René Weiler avait-il conscience qu’à Anderlecht, on n’a pas le temps ?
"Pas vraiment. Mais c’est quelqu’un de réceptif. Il a donc déjà compris, que lui qui vient d’un pays où tout est structuré, droit, ici, il doit composer avec des mentalités qui sont différentes d’une région à l’autre. Comme c’est quelqu’un d’intelligent, il s’est vite adapté à la situation, même si, intérieurement, il a souffert des critiques, surtout qu’il avait du mal à les comprendre."
Êtes-vous plutôt satisfait du travail que votre entraîneur a accompli ?
"Plus que cela, je suis franchement fier de ce qu’il est parvenu à réaliser. Le foot pratiqué n’a certes pas toujours été extraordinaire, mais on lui avait dit qu’il avait 6 mois pour construire quelque chose et, aujourd’hui, on découvre un groupe qui a faim, qui accepte la rotation et qui a intégré que nous avons un objectif prioritaire: gagner le titre. Tout cela dans une saison où nous aurions pu dire, à l’aube du championnat, que c’était une saison de reconstruction."
"Tielemans ne partira pas rien que pour l’argent"
Herman Van Holsbeeck va tout faire pour garder sa pépite si Anderlecht est... champion !
"Il paraît que son pied gauche est le moins bon ! J’aurais du mal à le faire croire aux scouts qui sont venus le visionner à Ostende..."
C’est donc avec une pincée d’humour que Herman Van Holsbeeck épingle ce qui va devenir son sujet hot des prochains mois : la vente ou pas de Youri Tielmans, dont on ne doute plus qu’il a tapé dans l’œil de tous les recruteurs européens. "Ses chances de nous quitter au terme de la saison ? Disons 60%. Ce qui nous laisse une petite chance de croire qu’il va rester au moins un an de plus à Anderlecht."

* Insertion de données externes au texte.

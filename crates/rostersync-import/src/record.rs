//! Canonical record model.

use chrono::{DateTime, Utc};
use rostersync_directory::{AttributeSet, AttributeValue};
use serde::{Deserialize, Serialize};
use std::collections::BTreeMap;
use std::fmt;
use std::str::FromStr;

/// Well-known field and attribute names.
pub mod fields {
    pub const SOURCE_UID: &str = "source_uid";
    pub const RECORD_UID: &str = "record_uid";
    pub const ROLE: &str = "role";
    pub const SCHOOL: &str = "school";
    pub const SCHOOLS: &str = "schools";
    pub const SCHOOL_CLASSES: &str = "school_classes";
    pub const GROUPS: &str = "groups";
    pub const FIRSTNAME: &str = "firstname";
    pub const LASTNAME: &str = "lastname";
    pub const USERNAME: &str = "username";
    pub const EMAIL: &str = "email";
    pub const BIRTHDAY: &str = "birthday";

    /// Mapping target for the explicit action column (`A`, `M`, `D`).
    pub const ACTION_COLUMN: &str = "__action";
    /// Mapping target for a per-row role column.
    pub const ROLE_COLUMN: &str = "__role";
    /// Mapping target for columns that are read but dropped.
    pub const IGNORE_COLUMN: &str = "__ignore";

    /// Store attribute carrying the deferred deletion deadline.
    pub const DELETION_DEADLINE: &str = "deletion_deadline";
    /// Store attribute marking an account as deactivated.
    pub const DISABLED: &str = "disabled";

    /// Fields every configuration must list as mandatory.
    pub const REQUIRED_MANDATORY: &[&str] =
        &[FIRSTNAME, LASTNAME, USERNAME, RECORD_UID, SCHOOL, SOURCE_UID];

    /// Scalar fields with a fixed meaning.
    pub const KNOWN_SCALAR: &[&str] = &[FIRSTNAME, LASTNAME, USERNAME, EMAIL, BIRTHDAY];

    /// Fields that are always multi-valued.
    pub const KNOWN_MULTI: &[&str] = &[SCHOOLS, SCHOOL_CLASSES, GROUPS];
}

/// Role of an imported user.
#[derive(Debug, Clone, Copy, PartialEq, Eq, PartialOrd, Ord, Hash, Serialize, Deserialize)]
#[serde(rename_all = "snake_case")]
pub enum Role {
    Student,
    Teacher,
    Staff,
    TeacherAndStaff,
    Admin,
}

impl Role {
    #[must_use]
    pub fn all() -> &'static [Role] {
        &[
            Role::Student,
            Role::Teacher,
            Role::Staff,
            Role::TeacherAndStaff,
            Role::Admin,
        ]
    }

    #[must_use]
    pub fn as_str(&self) -> &'static str {
        match self {
            Role::Student => "student",
            Role::Teacher => "teacher",
            Role::Staff => "staff",
            Role::TeacherAndStaff => "teacher_and_staff",
            Role::Admin => "admin",
        }
    }

    /// Check whether this role includes `other`.
    ///
    /// `teacher_and_staff` includes both `teacher` and `staff`.
    #[must_use]
    pub fn includes(&self, other: Role) -> bool {
        *self == other
            || (*self == Role::TeacherAndStaff && matches!(other, Role::Teacher | Role::Staff))
    }
}

impl fmt::Display for Role {
    fn fmt(&self, f: &mut fmt::Formatter<'_>) -> fmt::Result {
        f.write_str(self.as_str())
    }
}

impl FromStr for Role {
    type Err = ParseRoleError;

    fn from_str(s: &str) -> Result<Self, Self::Err> {
        match s.trim().to_lowercase().as_str() {
            "student" | "pupil" => Ok(Role::Student),
            "teacher" => Ok(Role::Teacher),
            "staff" => Ok(Role::Staff),
            "teacher_and_staff" => Ok(Role::TeacherAndStaff),
            "admin" | "school_admin" => Ok(Role::Admin),
            _ => Err(ParseRoleError(s.to_string())),
        }
    }
}

/// Error parsing a role from a string.
#[derive(Debug, Clone)]
pub struct ParseRoleError(String);

impl fmt::Display for ParseRoleError {
    fn fmt(&self, f: &mut fmt::Formatter<'_>) -> fmt::Result {
        write!(
            f,
            "invalid role '{}', expected one of: student, teacher, staff, teacher_and_staff, admin",
            self.0
        )
    }
}

impl std::error::Error for ParseRoleError {}

/// What the source wants done with a record.
#[derive(Debug, Clone, Copy, PartialEq, Eq, Default, Serialize, Deserialize)]
#[serde(rename_all = "snake_case")]
pub enum RecordAction {
    /// Create or update (no action column, or `A` / `M`).
    #[default]
    Upsert,
    /// Explicit deletion request (`D`).
    Delete,
}

impl FromStr for RecordAction {
    type Err = String;

    fn from_str(s: &str) -> Result<Self, Self::Err> {
        match s.trim() {
            "" | "A" | "a" | "M" | "m" => Ok(RecordAction::Upsert),
            "D" | "d" => Ok(RecordAction::Delete),
            other => Err(format!("unknown action '{other}', expected A, M or D")),
        }
    }
}

/// Stable identity of a record: `(source_uid, record_uid)`.
#[derive(Debug, Clone, PartialEq, Eq, PartialOrd, Ord, Hash, Serialize, Deserialize)]
pub struct IdentityKey {
    pub source_uid: String,
    pub record_uid: String,
}

impl IdentityKey {
    pub fn new(source_uid: impl Into<String>, record_uid: impl Into<String>) -> Self {
        Self {
            source_uid: source_uid.into(),
            record_uid: record_uid.into(),
        }
    }
}

impl fmt::Display for IdentityKey {
    fn fmt(&self, f: &mut fmt::Formatter<'_>) -> fmt::Result {
        write!(f, "{}/{}", self.source_uid, self.record_uid)
    }
}

/// Canonical representation of one source entity.
#[derive(Debug, Clone, PartialEq, Eq, Serialize, Deserialize)]
pub struct Record {
    pub source_uid: String,
    pub record_uid: String,
    pub role: Role,
    /// Current organizational unit.
    pub school: String,
    /// Previous organizational unit, set only during a move.
    #[serde(default, skip_serializing_if = "Option::is_none")]
    pub old_school: Option<String>,
    #[serde(default)]
    pub fields: BTreeMap<String, String>,
    #[serde(default)]
    pub multi_fields: BTreeMap<String, Vec<String>>,
    #[serde(default)]
    pub extra_properties: BTreeMap<String, String>,
    #[serde(default)]
    pub action: RecordAction,
    /// 1-based input line (the header is line 1).
    #[serde(default)]
    pub line: usize,
}

impl Record {
    pub fn new(source_uid: impl Into<String>, role: Role) -> Self {
        Self {
            source_uid: source_uid.into(),
            record_uid: String::new(),
            role,
            school: String::new(),
            old_school: None,
            fields: BTreeMap::new(),
            multi_fields: BTreeMap::new(),
            extra_properties: BTreeMap::new(),
            action: RecordAction::Upsert,
            line: 0,
        }
    }

    /// Set a field using builder pattern.
    #[must_use]
    pub fn with(mut self, name: &str, value: impl Into<String>) -> Self {
        self.set(name, value.into());
        self
    }

    pub fn identity(&self) -> IdentityKey {
        IdentityKey::new(&self.source_uid, &self.record_uid)
    }

    #[must_use]
    pub fn has_role(&self, role: Role) -> bool {
        self.role.includes(role)
    }

    pub fn is_delete_request(&self) -> bool {
        self.action == RecordAction::Delete
    }

    pub fn username(&self) -> Option<&str> {
        self.get(fields::USERNAME)
    }

    /// Look up any single-valued field by name, including the identity
    /// fields, `school` and `role`. Empty values count as absent.
    pub fn get(&self, name: &str) -> Option<&str> {
        let value = match name {
            fields::SOURCE_UID => self.source_uid.as_str(),
            fields::RECORD_UID => self.record_uid.as_str(),
            fields::SCHOOL => self.school.as_str(),
            fields::ROLE => self.role.as_str(),
            _ => self
                .fields
                .get(name)
                .or_else(|| self.extra_properties.get(name))
                .map(String::as_str)?,
        };
        (!value.is_empty()).then_some(value)
    }

    /// Set a single-valued field, routing well-known names to their slots.
    /// Unknown names land in `extra_properties`.
    pub fn set(&mut self, name: &str, value: String) {
        match name {
            fields::SOURCE_UID => self.source_uid = value,
            fields::RECORD_UID => self.record_uid = value,
            fields::SCHOOL => self.school = value,
            _ if fields::KNOWN_SCALAR.contains(&name) || self.fields.contains_key(name) => {
                self.fields.insert(name.to_string(), value);
            }
            _ => {
                self.extra_properties.insert(name.to_string(), value);
            }
        }
    }

    /// Check presence of a field, scalar or multi-valued.
    pub fn is_present(&self, name: &str) -> bool {
        self.get(name).is_some() || self.multi_fields.get(name).is_some_and(|v| !v.is_empty())
    }

    /// Attributes the store entity should carry for this record.
    ///
    /// Absent fields are omitted rather than cleared, so an empty column
    /// leaves the stored value alone.
    pub fn desired_attributes(&self) -> AttributeSet {
        let mut attrs = AttributeSet::new()
            .with(fields::SOURCE_UID, self.source_uid.as_str())
            .with(fields::RECORD_UID, self.record_uid.as_str())
            .with(fields::ROLE, self.role.as_str());
        for (name, value) in self.fields.iter().chain(self.extra_properties.iter()) {
            if !value.is_empty() {
                attrs.set(name.clone(), value.as_str());
            }
        }
        for (name, values) in &self.multi_fields {
            if !values.is_empty() {
                attrs.set(name.clone(), AttributeValue::Array(values.clone()));
            }
        }
        attrs
    }
}

/// Parse a stored deletion deadline.
pub fn parse_deadline(raw: &str) -> Option<DateTime<Utc>> {
    DateTime::parse_from_rfc3339(raw)
        .ok()
        .map(|dt| dt.with_timezone(&Utc))
}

Herman Van Holsbeeck croit-il à ses propres paroles ? Pas sûr. Mais il s’accroche à cette évidence pour entretenir le feu de l’optimisme : Youri Tielmans est quelqu’un de très équilibré et mature pour son âge et son proche entourage trempe dans la sérénité là où, hélas! trop souvent, nombre de joueurs à l’avenir prometteur sont vus, par leur famille, comme une boîte à fric...
"Dans le foot, le mot roi, c’est ‘pognon’. Moi-même, et je le regrette, 90 % de mon temps se passe à parler de fric. Donc, dans ce milieu, beaucoup de parents ne voient dans leur gamin que celui qui, grâce à son talent, va leur permettre d’améliorer leur quotidien. Au Sporting, aujourd’hui, heureusement, il y a deux exceptions : Tielemans et Dendoncker. Ils sont tous deux très équilibrés et bien élevés. Forcément, cela facilite les discussions et, surtout, cela permet de cadrer ces discussions sur un autre angle que le strict aspect de l’argent. Je suis ainsi convaincu que si Tielemans nous quitte, il ne partira pas uniquement pour l’argent, mais pour un club qui lui proposera un véritable plan sportif. Partir, il pouvait d’ailleurs déjà le faire l’été dernier. Des clubs ont proposé, pour lui, plus de 20 millions. Il a dit non et nous aussi, parce qu’il voulait encore grandir et qu’Anderlecht était, pour lui, l’endroit idéal pour le faire."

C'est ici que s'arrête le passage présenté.